The study examined the 11 women who won the Nobel Prize in Physics, Chemistry, or Medicine/Physiology after the year 2000 — a deliberate choice to focus on an era defined by the rise of the internet, high-tech industries, and artificial intelligence. Drawing on their biographies, published interviews, life stories, and newspaper accounts, the researcher conducted a rigorous six-phase thematic analysis to identify the patterns behind their success.
Four Research Themes
- Overcome Barriers – Persistence and resilience in the face of gender bias, stereotypes, childcare pressures, and systemic exclusion.
- Qualities of a Leader – Curiosity, lifelong learning, deep passion, and a relentless drive to surpass their own previous achievements.
- Supportive Systems – Family, mentors, sponsors, and inclusive institutional culture as structural enablers — not optional extras.

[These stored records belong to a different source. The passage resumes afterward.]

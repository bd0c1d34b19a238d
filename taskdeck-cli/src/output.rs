//! Output formatting utilities

use colored::Colorize;
use comfy_table::{presets::UTF8_FULL_CONDENSED, ContentArrangement, Table};
use taskdeck_core::services::view::sanitize_terminal;
use taskdeck_core::{Notification, NotificationKind};

/// Print a success message
pub fn success(msg: &str) {
    println!("{}", msg.green());
}

/// Print an error message
pub fn error(msg: &str) {
    eprintln!("{}", msg.red());
}

/// Print a warning message
pub fn warning(msg: &str) {
    println!("{}", msg.yellow());
}

/// Print an info message
pub fn info(msg: &str) {
    println!("{}", msg.cyan());
}

/// Print a notice in its kind's color. Server text is sanitized first.
pub fn notice(notice: &Notification) {
    let msg = sanitize_terminal(&notice.message);
    match notice.kind {
        NotificationKind::Success => success(&msg),
        NotificationKind::Error => error(&msg),
        NotificationKind::Warning => warning(&msg),
        NotificationKind::Info => info(&msg),
    }
}

/// Create a styled table
pub fn create_table() -> Table {
    let mut table = Table::new();
    table.load_preset(UTF8_FULL_CONDENSED);
    table.set_content_arrangement(ContentArrangement::Dynamic);
    table
}

/// Format bytes as human-readable size
pub fn format_size(bytes: u64) -> String {
    const KB: u64 = 1024;
    const MB: u64 = KB * 1024;

    if bytes >= MB {
        format!("{:.1} MB", bytes as f64 / MB as f64)
    } else if bytes >= KB {
        format!("{:.1} KB", bytes as f64 / KB as f64)
    } else {
        format!("{} bytes", bytes)
    }
}
//! Task service port
//!
//! Defines the interface to the remote task-management API. The controller
//! talks to the server only through this trait, so tests can swap in an
//! in-memory implementation.

use crate::domain::result::Result;
use crate::domain::{Credentials, SignInResponse, SignUpRequest, Task, TaskFields, TaskId, TaskStatus};

/// Remote task service
///
/// Every task call takes the bearer token of the current session; the two
/// auth calls are unauthenticated. Implementations map a non-success
/// response to `Error::Application` and a failed request to
/// `Error::Transport`.
pub trait TaskApi: Send + Sync {
    /// Exchange credentials for a session token
    fn sign_in(&self, credentials: &Credentials) -> Result<SignInResponse>;

    /// Register a new account (does not sign in)
    fn sign_up(&self, request: &SignUpRequest) -> Result<()>;

    /// All tasks of the token's user
    fn list_tasks(&self, token: &str) -> Result<Vec<Task>>;

    /// A single task by id
    fn get_task(&self, token: &str, id: TaskId) -> Result<Task>;

    /// Tasks whose deadline has passed and are not done, as judged by the server
    fn list_overdue(&self, token: &str) -> Result<Vec<Task>>;

    fn create_task(&self, token: &str, fields: &TaskFields) -> Result<Task>;

    fn update_task(&self, token: &str, id: TaskId, fields: &TaskFields) -> Result<Task>;

    /// Partial update carrying only the new status
    fn update_status(&self, token: &str, id: TaskId, status: TaskStatus) -> Result<Task>;

    fn delete_task(&self, token: &str, id: TaskId) -> Result<()>;
}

- Impactful & Innovative – Humanity-driven, ethical purpose as the animating force behind their scientific breakthroughs.
Key Findings
- Intrinsic motivation is the common denominator. Every laureate was driven by curiosity and passion for their work — not by prizes, recognition, or external reward. Many continued active research well into their 70s and 80s.

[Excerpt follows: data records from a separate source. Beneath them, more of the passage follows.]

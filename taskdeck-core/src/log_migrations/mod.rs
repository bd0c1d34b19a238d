//! Log database migrations - embedded SQL files
//!
//! Migrations are compiled into the binary with include_str! and applied in
//! name order.

/// All log migrations as (filename, sql_content).
///
/// The first entry creates the bookkeeping table and runs on every open.
/// New migrations go in a new NNN_description.sql file plus an entry here.
pub const LOG_MIGRATIONS: &[(&str, &str)] = &[
    ("000_migrations.sql", include_str!("000_migrations.sql")),
    (
        "001_initial_schema.sql",
        include_str!("001_initial_schema.sql"),
    ),
];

- Gender bias is structural, not incidental. All 11 laureates encountered gender stereotypes and institutional biases. Their success came not from ignoring these barriers but from developing extraordinary resilience in spite of them — a resilience that required sustained personal effort and systemic support.

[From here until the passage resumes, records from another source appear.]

use crate::domain::result::{Error, Result};
use crate::domain::{
    Credentials, NotificationKind, Session, SignUpRequest, Task, TaskFields, TaskId,
};
use crate::ports::{Confirmer, TaskApi};
use crate::services::auth::AuthService;
use crate::services::notifications::NotificationCenter;
use crate::services::session_store::SessionStore;
use crate::services::task_cache::TaskCache;
use crate::services::tasks::{SaveMode, SaveTask, StatusChange, TaskService};
use crate::services::view::{self, TaskFilter, TaskListView};

pub const DELETE_PROMPT: &str = "Are you sure you want to delete this task?";

const SIGN_IN_NETWORK: &str = "Network error. Please try again.";

/// Which of the two mutually exclusive views is showing
#[derive(Debug, Clone, Copy, PartialEq, Eq)]
pub enum View {
    Auth,
    App,
}

/// Tab inside the auth view
#[derive(Debug, Clone, Copy, PartialEq, Eq)]
pub enum AuthTab {
    SignIn,
    SignUp,
}

/// How a controller operation ended
#[derive(Debug, Clone, Copy, PartialEq, Eq)]
pub enum Outcome {
    Done,
    /// An error notice was queued
    Failed,
    /// The user declined
    Cancelled,
    /// Nothing to do (unknown task, no stored session)
    Skipped,
}

impl Outcome {
    pub fn is_failure(&self) -> bool {
        matches!(self, Outcome::Failed)
    }
}

/// Open create/edit form
#[derive(Debug, Clone, PartialEq)]
pub struct TaskEditor {
    pub mode: SaveMode,
    pub fields: TaskFields,
}

impl TaskEditor {
    pub fn title(&self) -> &'static str {
        match self.mode {
            SaveMode::Create => "Add New Task",
            SaveMode::Update(_) => "Edit Task",
        }
    }
}

/// Message for flows that never surface the server's text
fn fixed_message(err: &Error, fallback: &str, network: &str) -> String {
    match err {
        Error::Transport(_) => network.to_string(),
        _ => fallback.to_string(),
    }
}

pub struct AppController {
    auth: AuthService,
    tasks: TaskService,
    session: Option<Session>,
    view: View,
    auth_tab: AuthTab,
    cache: TaskCache,
    filter: TaskFilter,
    editor: Option<TaskEditor>,
    notices: NotificationCenter,
}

- Support systems are decisive. Early parental encouragement, a supportive academic mentor, or a sponsor who championed their work often made the critical difference at inflection points in their careers.
- Purpose beyond self drives breakthrough impact. The laureates shared a commitment to science as a contribution to humanity — an ethical orientation that shaped not only their motivation but the direction of their discoveries.
- Success is triadic. The research adapts Bandura’s Triadic Reciprocal Model to STEM leadership: personal qualities, behaviour, and environment interact dynamically. No single factor is sufficient; all three must be actively cultivated
“If you want to be a woman strongly involved in science, be very persistent. There will be obstacles. But if you are convinced it is really what you want to do — be very enthusiastic, very determined, and you will be a winner.” — Françoise Barré-Sinoussi, Nobel Laureate in Medicine (HIV discovery), quoted in thesis
Connection to AI, Digital Trust & the Award Theme
The GSMA 2026 award theme — “Women, Trust, and the New AI Reality” — asks who is shaping responsible and inclusive technology. This thesis offers a direct answer. The research shows that the leadership qualities enabling women to succeed in STEM — inclusive thinking, ethical purpose, collaboration, and humanity-centred motivation — are precisely the qualities needed to make AI systems trustworthy. Women’s participation in STEM is not a diversity metric; it is a quality and trust mechanism.
The author brings this argument to life through a 20+ year career at the frontier of digital transformation and AI adoption across Asia, bridging academic insight with real-world technology leadership in multinational environments. The convergence of this research and that professional experience reflects a unified conviction: when women shape technology, it becomes more human-centred, more inclusive, and more deserving of public trust.
About the Author
Daisy Wu is a senior digital and technology leader with over 20 years of experience driving enterprise transformation across Greater China and Asia for Fortune 500 organisations. She is an award-winning practitioner in AI adoption, digital strategy, and technology governance, recognised by the Global Diversity in Tech Awards and the Asia Women in IT Awards. She completed her Master of Science in Engineering & Management at MIT (System Design & Management Program) as a Chevron-sponsored Digital Scholar, graduating in 2024 with a GPA of 5.0. This thesis was her capstone research, combining her professional experience as a woman in technology leadership with academic rigour to generate insights for the next generation of women in STEM.